Yakine Said M'Madi

Personal information
- Date of birth: 11 March 2004 (age 22)
- Place of birth: Marseille, France
- Height: 1.83 m (6 ft 0 in)
- Position: Centre-back

Team information
- Current team: Olympique de Marseille
- Number: 5

Youth career
- 2009–2014: Burel FC
- 2014–2021: Marseille

Senior career*
- Years: Team / Apps / (Gls)
- 2021–: Marseille B / 19 / (1)

International career^{‡}
- 2022–: Comoros / 1 / (0)

= Yakine Said M'Madi =

Footballer (born 2004)

Yakine Said M'Madi (born 11 March 2004) is a professional footballer who plays as a centre-back for Olympique de Marseille.

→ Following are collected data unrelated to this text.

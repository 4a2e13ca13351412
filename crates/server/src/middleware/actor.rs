//! Actor extractors.
//!
//! The API sits behind an authenticating gateway which forwards the caller's
//! identity in headers:
//!
//! - `x-user-id` - signed-in customer (absent for guests)
//! - `x-admin-id` / `x-admin-role` - back-office staff
//!
//! Handlers declare what they need by taking [`CurrentUser`] or
//! [`RequireAdmin`] as an argument.

use axum::{extract::FromRequestParts, http::request::Parts};
use local_market_core::order::Actor;
use local_market_core::{AdminRole, UserId};

use crate::error::AppError;

/// Header carrying the signed-in customer id.
pub const USER_ID_HEADER: &str = "x-user-id";
/// Header carrying the admin id.
pub const ADMIN_ID_HEADER: &str = "x-admin-id";
/// Header carrying the admin role.
pub const ADMIN_ROLE_HEADER: &str = "x-admin-role";

fn header<'a>(parts: &'a Parts, name: &str) -> Option<&'a str> {
    parts
        .headers
        .get(name)
        .and_then(|v| v.to_str().ok())
        .map(str::trim)
        .filter(|s| !s.is_empty())
}

/// The signed-in customer, or `None` for a guest.
#[derive(Debug, Clone, Copy)]
pub struct CurrentUser(pub Option<UserId>);

impl<S> FromRequestParts<S> for CurrentUser
where
    S: Send + Sync,
{
    type Rejection = AppError;

    async fn from_request_parts(parts: &mut Parts, _state: &S) -> Result<Self, Self::Rejection> {
        let Some(raw) = header(parts, USER_ID_HEADER) else {
            return Ok(Self(None));
        };
        let id = raw
            .parse::<i32>()
            .map_err(|_| AppError::Unauthorized("invalid user id".to_string()))?;
        Ok(Self(Some(UserId::new(id))))
    }
}

/// An authenticated admin.
#[derive(Debug, Clone)]
pub struct AdminActor {
    pub id: String,
    pub role: AdminRole,
}

impl AdminActor {
    /// Audit and status-log identity of this admin.
    #[must_use]
    pub fn actor(&self) -> Actor {
        Actor::admin(self.id.clone())
    }

    /// Require the manager role.
    ///
    /// # Errors
    ///
    /// Returns `AppError::Forbidden` for staff.
    pub fn require_manager(&self) -> Result<(), AppError> {
        match self.role {
            AdminRole::Manager => Ok(()),
            AdminRole::Staff => Err(AppError::Forbidden("manager role required".to_string())),
        }
    }
}

/// Extractor that requires an admin.
///
/// A missing role header means [`AdminRole::Staff`].
///
/// # Example
///
/// ```rust,ignore
/// async fn handler(RequireAdmin(admin): RequireAdmin) -> impl IntoResponse {
///     format!("Hello, {}!", admin.id)
/// }
/// ```
#[derive(Debug)]
pub struct RequireAdmin(pub AdminActor);

impl<S> FromRequestParts<S> for RequireAdmin
where
    S: Send + Sync,
{
    type Rejection = AppError;

    async fn from_request_parts(parts: &mut Parts, _state: &S) -> Result<Self, Self::Rejection> {
        let id = header(parts, ADMIN_ID_HEADER)
            .ok_or_else(|| AppError::Unauthorized("admin authentication required".to_string()))?
            .to_string();
        let role = match header(parts, ADMIN_ROLE_HEADER) {
            Some(raw) => raw
                .to_ascii_uppercase()
                .parse::<AdminRole>()
                .map_err(|_| AppError::Unauthorized("unknown admin role".to_string()))?,
            None => AdminRole::Staff,
        };

        tracing::Span::current().record("admin_id", id.as_str());

        Ok(Self(AdminActor { id, role }))
    }
}

#[cfg(test)]
#[allow(clippy::unwrap_used)]
mod tests {
    use axum::http::Request;

    use super::*;

    fn parts(headers: &[(&str, &str)]) -> Parts {
        let mut builder = Request::builder().uri("/");
        for (k, v) in headers {
            builder = builder.header(*k, *v);
        }
        builder.body(()).unwrap().into_parts().0
    }

    #[tokio::test]
    async fn test_guest_has_no_user() {
        let mut p = parts(&[]);
        let CurrentUser(user) = CurrentUser::from_request_parts(&mut p, &()).await.unwrap();
        assert!(user.is_none());
    }

    #[tokio::test]
    async fn test_user_id_parsed() {
        let mut p = parts(&[(USER_ID_HEADER, "42")]);
        let CurrentUser(user) = CurrentUser::from_request_parts(&mut p, &()).await.unwrap();
        assert_eq!(user, Some(UserId::new(42)));
    }

    #[tokio::test]
    async fn test_bad_user_id_rejected() {
        let mut p = parts(&[(USER_ID_HEADER, "abc")]);
        let err = CurrentUser::from_request_parts(&mut p, &()).await.unwrap_err();
        assert!(matches!(err, AppError::Unauthorized(_)));
    }

    #[tokio::test]
    async fn test_admin_required() {
        let mut p = parts(&[]);
        let err = RequireAdmin::from_request_parts(&mut p, &()).await.unwrap_err();
        assert!(matches!(err, AppError::Unauthorized(_)));
    }

    #[tokio::test]
    async fn test_admin_role_defaults_to_staff() {
        let mut p = parts(&[(ADMIN_ID_HEADER, "kim")]);
        let RequireAdmin(admin) = RequireAdmin::from_request_parts(&mut p, &()).await.unwrap();
        assert_eq!(admin.id, "kim");
        assert_eq!(admin.role, AdminRole::Staff);
        assert!(admin.require_manager().is_err());
    }

    #[tokio::test]
    async fn test_manager_role() {
        let mut p = parts(&[(ADMIN_ID_HEADER, "lee"), (ADMIN_ROLE_HEADER, "manager")]);
        let RequireAdmin(admin) = RequireAdmin::from_request_parts(&mut p, &()).await.unwrap();
        assert_eq!(admin.role, AdminRole::Manager);
        assert!(admin.require_manager().is_ok());
        assert_eq!(admin.actor(), Actor::admin("lee"));
    }
}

Born in France, he plays for the Comoros national team.

==Career==
Said M'Madi is a youth product of the academies of Burel FC and Marseille. He was promoted to the Marseille reserves for the 2021–22 season in the Championnat National 2 season. On 7 April 2022, he made the bench for the senior side in a UEFA Europa Conference League match against the Greek club PAOK FC. He signed his first professional contract with the club on 13 July 2022, tying him until 2024.

==International career==
Born in Marseille, M’Madi is Comorian descent. He was called up to the preliminary squad for Comoros U20 at the 2022 Maurice Revello Tournament. He was called up to the senior Comoros national team for a set of friendlies in September 2022. He made his debut with Comoros 1–0 friendly loss to Tunisia on 22 September 2022.